Stored data

▬▬▬▬▬▬

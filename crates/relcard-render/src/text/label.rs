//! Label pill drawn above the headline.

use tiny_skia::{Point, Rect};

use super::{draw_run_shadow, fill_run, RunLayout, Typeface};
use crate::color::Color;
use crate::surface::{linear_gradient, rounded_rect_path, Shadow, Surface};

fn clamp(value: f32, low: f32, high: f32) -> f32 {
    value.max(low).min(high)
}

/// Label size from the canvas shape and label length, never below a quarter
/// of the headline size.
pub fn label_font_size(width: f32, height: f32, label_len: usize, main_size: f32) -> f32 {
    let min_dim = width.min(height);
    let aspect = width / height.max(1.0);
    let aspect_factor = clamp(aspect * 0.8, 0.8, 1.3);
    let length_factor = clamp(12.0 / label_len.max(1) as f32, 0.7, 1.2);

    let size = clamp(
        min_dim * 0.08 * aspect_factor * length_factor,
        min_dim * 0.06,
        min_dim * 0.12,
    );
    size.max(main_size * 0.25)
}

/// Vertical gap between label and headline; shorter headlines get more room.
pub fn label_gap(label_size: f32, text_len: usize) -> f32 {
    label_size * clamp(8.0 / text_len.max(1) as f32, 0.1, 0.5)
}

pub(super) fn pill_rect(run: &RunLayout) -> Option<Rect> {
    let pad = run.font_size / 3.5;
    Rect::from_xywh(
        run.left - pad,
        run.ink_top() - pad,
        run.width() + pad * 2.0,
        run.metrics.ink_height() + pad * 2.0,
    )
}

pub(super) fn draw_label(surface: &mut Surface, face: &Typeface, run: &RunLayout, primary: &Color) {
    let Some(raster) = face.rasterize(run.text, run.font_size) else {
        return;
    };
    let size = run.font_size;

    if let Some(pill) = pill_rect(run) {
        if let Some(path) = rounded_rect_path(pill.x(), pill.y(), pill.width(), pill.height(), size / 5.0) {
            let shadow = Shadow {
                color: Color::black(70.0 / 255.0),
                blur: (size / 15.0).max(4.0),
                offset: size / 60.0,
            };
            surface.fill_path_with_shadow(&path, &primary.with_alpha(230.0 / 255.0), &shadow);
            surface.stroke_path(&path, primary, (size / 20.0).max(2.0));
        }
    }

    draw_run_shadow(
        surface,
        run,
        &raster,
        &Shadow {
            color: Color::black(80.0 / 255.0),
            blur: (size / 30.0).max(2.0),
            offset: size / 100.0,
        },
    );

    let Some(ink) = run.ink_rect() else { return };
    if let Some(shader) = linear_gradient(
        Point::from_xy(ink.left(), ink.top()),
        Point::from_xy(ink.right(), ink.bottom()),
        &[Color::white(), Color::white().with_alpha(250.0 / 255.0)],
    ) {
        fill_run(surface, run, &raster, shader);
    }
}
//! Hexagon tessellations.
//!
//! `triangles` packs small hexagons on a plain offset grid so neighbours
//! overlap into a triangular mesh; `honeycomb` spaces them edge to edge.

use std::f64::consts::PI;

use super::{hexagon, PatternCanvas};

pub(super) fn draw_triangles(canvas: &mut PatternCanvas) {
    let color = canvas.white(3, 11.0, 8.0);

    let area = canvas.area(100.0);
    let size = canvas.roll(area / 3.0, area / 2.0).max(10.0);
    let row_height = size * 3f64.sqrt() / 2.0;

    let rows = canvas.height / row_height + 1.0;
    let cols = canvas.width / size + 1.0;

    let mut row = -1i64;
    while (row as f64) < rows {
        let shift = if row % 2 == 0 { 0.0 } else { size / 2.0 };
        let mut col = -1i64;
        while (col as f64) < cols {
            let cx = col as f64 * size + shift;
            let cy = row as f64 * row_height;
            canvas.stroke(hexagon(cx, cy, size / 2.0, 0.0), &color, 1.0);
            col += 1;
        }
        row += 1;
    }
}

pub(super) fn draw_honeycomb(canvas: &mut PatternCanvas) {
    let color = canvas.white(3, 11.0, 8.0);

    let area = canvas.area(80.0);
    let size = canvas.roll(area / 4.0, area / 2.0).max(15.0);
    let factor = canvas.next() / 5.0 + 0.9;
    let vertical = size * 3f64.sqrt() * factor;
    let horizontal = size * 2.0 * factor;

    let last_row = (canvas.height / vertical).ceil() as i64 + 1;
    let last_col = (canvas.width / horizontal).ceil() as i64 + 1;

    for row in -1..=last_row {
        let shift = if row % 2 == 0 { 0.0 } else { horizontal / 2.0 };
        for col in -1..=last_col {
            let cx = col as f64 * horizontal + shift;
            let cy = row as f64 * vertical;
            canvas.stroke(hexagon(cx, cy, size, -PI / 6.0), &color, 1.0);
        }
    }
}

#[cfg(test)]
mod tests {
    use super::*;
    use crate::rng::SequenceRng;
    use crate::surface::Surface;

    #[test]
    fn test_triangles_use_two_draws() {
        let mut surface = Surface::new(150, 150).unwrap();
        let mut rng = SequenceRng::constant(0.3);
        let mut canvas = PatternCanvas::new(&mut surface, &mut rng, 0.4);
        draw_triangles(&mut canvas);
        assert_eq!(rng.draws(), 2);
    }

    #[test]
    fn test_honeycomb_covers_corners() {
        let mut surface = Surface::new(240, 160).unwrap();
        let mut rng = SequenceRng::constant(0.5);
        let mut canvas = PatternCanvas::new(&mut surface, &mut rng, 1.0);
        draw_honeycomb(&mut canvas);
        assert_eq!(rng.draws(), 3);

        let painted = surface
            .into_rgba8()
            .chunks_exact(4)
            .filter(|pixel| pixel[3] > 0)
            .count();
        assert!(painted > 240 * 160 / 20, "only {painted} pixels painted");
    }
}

▬▬▬▬▬▬

→ **What the task asks**: Above are the records; please copy exactly their first line and each line after it through the line containing "usize, main_size: f32)", and no line after that.

→ **Result of the exercise**:
filename crates/relcard-render/src/text/label.rs
//! Label pill drawn above the headline.

use tiny_skia::{Point, Rect};

use super::{draw_run_shadow, fill_run, RunLayout, Typeface};
use crate::color::Color;
use crate::surface::{linear_gradient, rounded_rect_path, Shadow, Surface};

fn clamp(value: f32, low: f32, high: f32) -> f32 {
    value.max(low).min(high)
}

/// Label size from the canvas shape and label length, never below a quarter
/// of the headline size.
pub fn label_font_size(width: f32, height: f32, label_len: usize, main_size: f32) -> f32 {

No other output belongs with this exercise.